Abstract

The treatment of acromegaly resistant to first- and second-line therapies can be extremely challenging. We have described six patients who were successfully treated with a combination therapy of pasireotide and pegvisomant and compared them with a control group of patients resistant to conventional somatostatin analogs (SSAs), whose disease was controlled with other treatment, such as pasireotide (as monotherapy) or pegvisomant (as monotherapy or combined with conventional SSAs). In these six patients, acromegaly was controlled with combined pasireotide and pegvisomant treatment after failure of all other treatments.
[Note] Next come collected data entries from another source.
use super::{BatchContext, DataRow, RowError, RowOutcome, RowProcessor};
use crate::dates::parse_date;
use crate::mapping::{text, value, ColumnMap, DAILY_METRICS_RULES};
use crate::normalize::{float_value, int_value};
use crate::store::{DailyMetricRecord, ImportTx, StoreError};
use async_trait::async_trait;

/// Standalone per-site daily metrics sheet, one metric per row.
pub struct DailyMetricsProcessor {
    columns: ColumnMap,
}

impl DailyMetricsProcessor {
    pub fn new(headers: &[String]) -> Self {
        Self {
            columns: ColumnMap::from_rules(headers, DAILY_METRICS_RULES),
        }
    }
}

#[async_trait]
impl RowProcessor for DailyMetricsProcessor {
    fn name(&self) -> &'static str {
        "daily-metrics"
    }

    async fn process_row(
        &self,
        tx: &mut dyn ImportTx,
        _batch: &mut BatchContext,
        row: DataRow<'_>,
    ) -> Result<RowOutcome, StoreError> {
        let record = self.columns.map_row(row.cells);
        let (Some(site_code), Some(raw_date)) =
            (value(&record, "site_code"), value(&record, "date"))
        else {
            return Ok(RowOutcome::Failed(RowError::new(
                row.number,
                "multiple",
                "Site Code and Date are required",
                row.cells,
            )));
        };
        let Some(metric_date) = parse_date(raw_date) else {
            return Ok(RowOutcome::Failed(RowError::new(
                row.number,
                "date",
                "Date must be a valid date",
                row.cells,
            )));
        };

        let metric = DailyMetricRecord {
            site_code: site_code.to_string(),
            metric_date,
            status: value(&record, "status").unwrap_or("UP").to_string(),
            bandwidth_utilization: float_value(&text(&record, "bandwidth_utilization")),
            unique_users: int_value(&text(&record, "unique_users")),
            remarks: Some(text(&record, "remarks")),
        };
        tx.upsert_daily_metric(&metric).await?;

        Ok(RowOutcome::Inserted { sub_records: 0 })
    }
}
Compared with the 49 patients in the control group, these six patients had giant and invasive pituitary adenomas (at both the cavernous sinus and other structures). Although not statistically significant, higher growth hormone levels, more elevated Ki-67 expression, greater somatostatin receptor (SSTR) subtype 5 expression, and lower SSTR subtype 2 expression at the diagnosis of acromegaly were detected in patients receiving combination treatment with pasireotide and pegvisomant compared with the control group. Our data have reinforced the importance of personalized treatment of patients with acromegaly according to the clinical, biochemical, molecular, and morphological disease markers and suggest that combined treatment with pasireotide and pegvisomant can induce disease control in tumors with low SSTR2 expression, resistant to conventional SSAs (alone or combined with pegvisomant) and to new-generation SSAs alone (pasireotide).